The SOCO turned up and George gave him a guided tour of what had been a relatively tidy search, a few books opened, tables moved. A computer, jewellry and other stuff had been taken, as well as a substantial amount of cash. The SOCO managed to lift some fingerprints and footprint impressions so not a complete waste of time for him. Hey, you never know right? Anyway George then got back to taking details from the victim.
"So just to confirm sir, you had £20,000 in a plastic bag tucked away behind the kitchen cupboard?"
"Yes officer"
"Do you have any other money in the house"
"Yes officer"
"Have you checked it?"
"Yes officer, its still there"
"When was the last time you saw the money?"
"Before I went away, in January"
"January? Does anyone else know you have this kind of money stashed away?"
"No officer, nobody"
"Who else lives here?"
"Nobody, oh only my son every now and then. He's in the army but stays here when he’s on leave"
"Does he know about your money?"
"No officer, but he wouldn't take it, he's my son"
"Right. But you've already told me he has sold your motorcycle without your permission whilst you have been working in South America. Does your son have money problems?"
"Officer he’s my son, he wouldn’t do such a thing. I help him pay his debts, he only has to ask"
"Right …"
He’s waiting for SOCO results and George is willing to bet that all of the fingerprints on the jars etc that had to be moved to get to the money belong to the son. You can imagine it now - son comes home, gets hungry, starts looking around for food, finds a mysterious plastic bag at the back of the cupboard. Ho, ho, ho … is it Christmas?

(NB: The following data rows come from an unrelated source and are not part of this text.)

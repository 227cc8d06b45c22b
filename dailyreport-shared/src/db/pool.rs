/// PostgreSQL connection pool
///
/// The API server and the admin tools share one pool configuration. The pool
/// is verified with a `SELECT 1` before it is handed out, so a bad
/// `DATABASE_URL` fails at startup rather than on the first request.
///
/// # Example
///
/// ```no_run
/// use dailyreport_shared::db::pool::{create_pool, DatabaseConfig};
///
/// # async fn example() -> Result<(), sqlx::Error> {
/// let pool = create_pool(DatabaseConfig::with_url("postgresql://localhost/dailyreport")).await?;
/// let (n,): (i64,) = sqlx::query_as("SELECT COUNT(*) FROM reports")
///     .fetch_one(&pool)
///     .await?;
/// # Ok(())
/// # }
/// ```

use serde::Serialize;
use sqlx::postgres::{PgPool, PgPoolOptions};
use std::time::Duration;
use tracing::{debug, info, warn};

/// Configuration for the database connection pool
///
/// Timeouts are in seconds so they map directly onto environment variables.
#[derive(Debug, Clone)]
pub struct DatabaseConfig {
    /// PostgreSQL connection URL
    pub url: String,

    /// Maximum number of connections in the pool
    pub max_connections: u32,

    /// Idle connections kept warm
    pub min_connections: u32,

    /// How long to wait for a free connection
    pub connect_timeout_seconds: u64,

    /// Idle connections older than this are closed; `None` keeps them
    pub idle_timeout_seconds: Option<u64>,

    /// Connections are recycled after this long; `None` keeps them forever
    pub max_lifetime_seconds: Option<u64>,

    /// Ping connections before handing them out
    pub test_before_acquire: bool,
}

impl Default for DatabaseConfig {
    fn default() -> Self {
        Self {
            url: String::new(),
            max_connections: 10,
            min_connections: 2,
            connect_timeout_seconds: 30,
            idle_timeout_seconds: Some(600),
            max_lifetime_seconds: Some(1800),
            test_before_acquire: true,
        }
    }
}

impl DatabaseConfig {
    /// Default settings for `url`
    pub fn with_url(url: impl Into<String>) -> Self {
        Self {
            url: url.into(),
            ..Default::default()
        }
    }
}

/// Creates the pool and checks that the database answers
///
/// # Errors
///
/// Returns an error if the URL is invalid, the database is unreachable or the
/// health check fails
pub async fn create_pool(config: DatabaseConfig) -> Result<PgPool, sqlx::Error> {
    info!(
        max_connections = config.max_connections,
        min_connections = config.min_connections,
        connect_timeout_seconds = config.connect_timeout_seconds,
        "Creating database connection pool"
    );

    let mut pool_options = PgPoolOptions::new()
        .max_connections(config.max_connections)
        .min_connections(config.min_connections.min(config.max_connections))
        .acquire_timeout(Duration::from_secs(config.connect_timeout_seconds))
        .test_before_acquire(config.test_before_acquire);

    if let Some(idle_timeout) = config.idle_timeout_seconds {
        pool_options = pool_options.idle_timeout(Duration::from_secs(idle_timeout));
        debug!(idle_timeout_seconds = idle_timeout, "Set idle timeout");
    }

    if let Some(max_lifetime) = config.max_lifetime_seconds {
        pool_options = pool_options.max_lifetime(Duration::from_secs(max_lifetime));
        debug!(max_lifetime_seconds = max_lifetime, "Set max lifetime");
    }

    let pool = pool_options.connect(&config.url).await?;

    health_check(&pool).await?;

    info!("Database connection pool created successfully");
    Ok(pool)
}

/// Runs `SELECT 1` against the pool
pub async fn health_check(pool: &PgPool) -> Result<(), sqlx::Error> {
    let result: (i32,) = sqlx::query_as("SELECT 1").fetch_one(pool).await?;

    if result.0 == 1 {
        debug!("Database health check passed");
        Ok(())
    } else {
        warn!("Database health check returned unexpected value: {}", result.0);
        Err(sqlx::Error::Protocol(
            "Health check returned unexpected value".into(),
        ))
    }
}

/// Snapshot of pool usage
#[derive(Debug, Clone, Copy, PartialEq, Eq, Serialize)]
pub struct PoolStats {
    /// Connections currently checked out
    pub active_connections: usize,

    /// Connections idle in the pool
    pub idle_connections: usize,

    pub total_connections: usize,
}

pub fn get_pool_stats(pool: &PgPool) -> PoolStats {
    let size = pool.size();
    let idle = pool.num_idle() as u32;

    PoolStats {
        active_connections: size.saturating_sub(idle) as usize,
        idle_connections: idle as usize,
        total_connections: size as usize,
    }
}

/// Closes every connection; called on shutdown
pub async fn close_pool(pool: PgPool) {
    info!("Closing database connection pool");
    pool.close().await;
    info!("Database connection pool closed");
}

#[cfg(test)]
mod tests {
    use super::*;

    #[test]
    fn test_database_config_default() {
        let config = DatabaseConfig::default();
        assert_eq!(config.max_connections, 10);
        assert_eq!(config.min_connections, 2);
        assert_eq!(config.connect_timeout_seconds, 30);
        assert_eq!(config.idle_timeout_seconds, Some(600));
        assert_eq!(config.max_lifetime_seconds, Some(1800));
        assert!(config.test_before_acquire);
    }

    #[test]
    fn test_with_url_keeps_defaults() {
        let config = DatabaseConfig::with_url("postgresql://localhost/dailyreport");
        assert_eq!(config.url, "postgresql://localhost/dailyreport");
        assert_eq!(config.max_connections, 10);
    }

    #[test]
    fn test_pool_stats_serialize() {
        let stats = PoolStats {
            active_connections: 1,
            idle_connections: 2,
            total_connections: 3,
        };
        let json = serde_json::to_value(stats).unwrap();
        assert_eq!(json["total_connections"], 3);
    }
}
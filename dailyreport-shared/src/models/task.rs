/// Task model and database operations
///
/// Tasks are created by admins and assigned to a single user. They are never
/// physically removed: deleting a task clears `is_active`, which hides it from
/// every listing, search and statistic.
///
/// `completed_date` is stamped once, by the database, the first time the task
/// enters `completed`. Later updates never move it.
///
/// # Schema
///
/// ```sql
/// CREATE TYPE task_status AS ENUM ('pending', 'in_progress', 'completed', 'cancelled');
/// CREATE TYPE task_priority AS ENUM ('low', 'medium', 'high', 'urgent');
/// CREATE TYPE task_category AS ENUM (
///     'development', 'design', 'testing', 'documentation', 'meeting', 'other'
/// );
///
/// CREATE TABLE tasks (
///     id UUID PRIMARY KEY DEFAULT gen_random_uuid(),
///     title VARCHAR(200) NOT NULL,
///     description VARCHAR(1000) NOT NULL,
///     assigned_to UUID NOT NULL,
///     assigned_by UUID NOT NULL,
///     status task_status NOT NULL DEFAULT 'pending',
///     priority task_priority NOT NULL DEFAULT 'medium',
///     category task_category NOT NULL DEFAULT 'other',
///     due_date TIMESTAMPTZ NOT NULL,
///     start_date TIMESTAMPTZ NOT NULL DEFAULT NOW(),
///     completed_date TIMESTAMPTZ,
///     tags TEXT[] NOT NULL DEFAULT '{}',
///     is_active BOOLEAN NOT NULL DEFAULT TRUE,
///     estimated_hours DOUBLE PRECISION CHECK (estimated_hours >= 0),
///     actual_hours DOUBLE PRECISION CHECK (actual_hours >= 0),
///     created_at TIMESTAMPTZ NOT NULL DEFAULT NOW(),
///     updated_at TIMESTAMPTZ NOT NULL DEFAULT NOW()
/// );
/// ```
///
/// # Example
///
/// ```no_run
/// use dailyreport_shared::models::task::{CreateTaskRequest, Task};
/// use dailyreport_shared::db::pool::{create_pool, DatabaseConfig};
/// use uuid::Uuid;
///
/// # async fn example() -> Result<(), Box<dyn std::error::Error>> {
/// let pool = create_pool(DatabaseConfig::default()).await?;
/// let admin_id = Uuid::new_v4();
///
/// let request = CreateTaskRequest {
///     title: "Write release notes".to_string(),
///     description: "Summarize every change since 1.2".to_string(),
///     assigned_to: Some(Uuid::new_v4().to_string()),
///     due_date: Some("2025-06-30".to_string()),
///     ..Default::default()
/// };
///
/// let data = request.into_create(admin_id).map_err(|e| format!("{:?}", e))?;
/// let task = Task::create(&pool, data).await?;
/// Task::soft_delete(&pool, task.id).await?;
/// # Ok(())
/// # }
/// ```

use chrono::{DateTime, Utc};
use serde::{Deserialize, Serialize};
use sqlx::{PgPool, Postgres, QueryBuilder};
use uuid::Uuid;
use validator::Validate;

use super::comment::CommentView;
use super::user::UserSummary;
use super::Enumerated;
use crate::query::filter::{Field, Filter, Filterable, Value};
use crate::query::{sql, QuerySpec};
use crate::validation::{
    check_date, check_enum, check_tags, check_uuid, normalize_tags, run_derived, trim_in_place,
    FieldError,
};

/// Longest accepted task tag
pub const MAX_TAG_LEN: usize = 30;

const TASK_COLUMNS: &str = "id, title, description, assigned_to, assigned_by, status, priority, \
     category, due_date, start_date, completed_date, tags, is_active, estimated_hours, \
     actual_hours, created_at, updated_at";

const MILLIS_PER_DAY: i64 = 24 * 60 * 60 * 1000;

/// Task lifecycle status
#[derive(Debug, Clone, Copy, Default, PartialEq, Eq, Hash, Serialize, Deserialize, sqlx::Type)]
#[sqlx(type_name = "task_status", rename_all = "snake_case")]
#[serde(rename_all = "snake_case")]
pub enum TaskStatus {
    #[default]
    Pending,
    InProgress,
    Completed,
    Cancelled,
}

impl Enumerated for TaskStatus {
    const TYPE_NAME: &'static str = "task_status";
    const ALL: &'static [Self] = &[
        TaskStatus::Pending,
        TaskStatus::InProgress,
        TaskStatus::Completed,
        TaskStatus::Cancelled,
    ];

    fn as_str(&self) -> &'static str {
        match self {
            TaskStatus::Pending => "pending",
            TaskStatus::InProgress => "in_progress",
            TaskStatus::Completed => "completed",
            TaskStatus::Cancelled => "cancelled",
        }
    }
}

For the record the son went back to his unit early before Dad arrived home and Dad is finding it hard to contact him on his mobile phone. CSI he isn’t, but George reckons he might just've cracked this case for detectives in CID. It’s surprising how people generally still find it almost impossible to believe the worst of their closest relatives, especially parents of their children, despite the most overwhelming evidence to the contrary.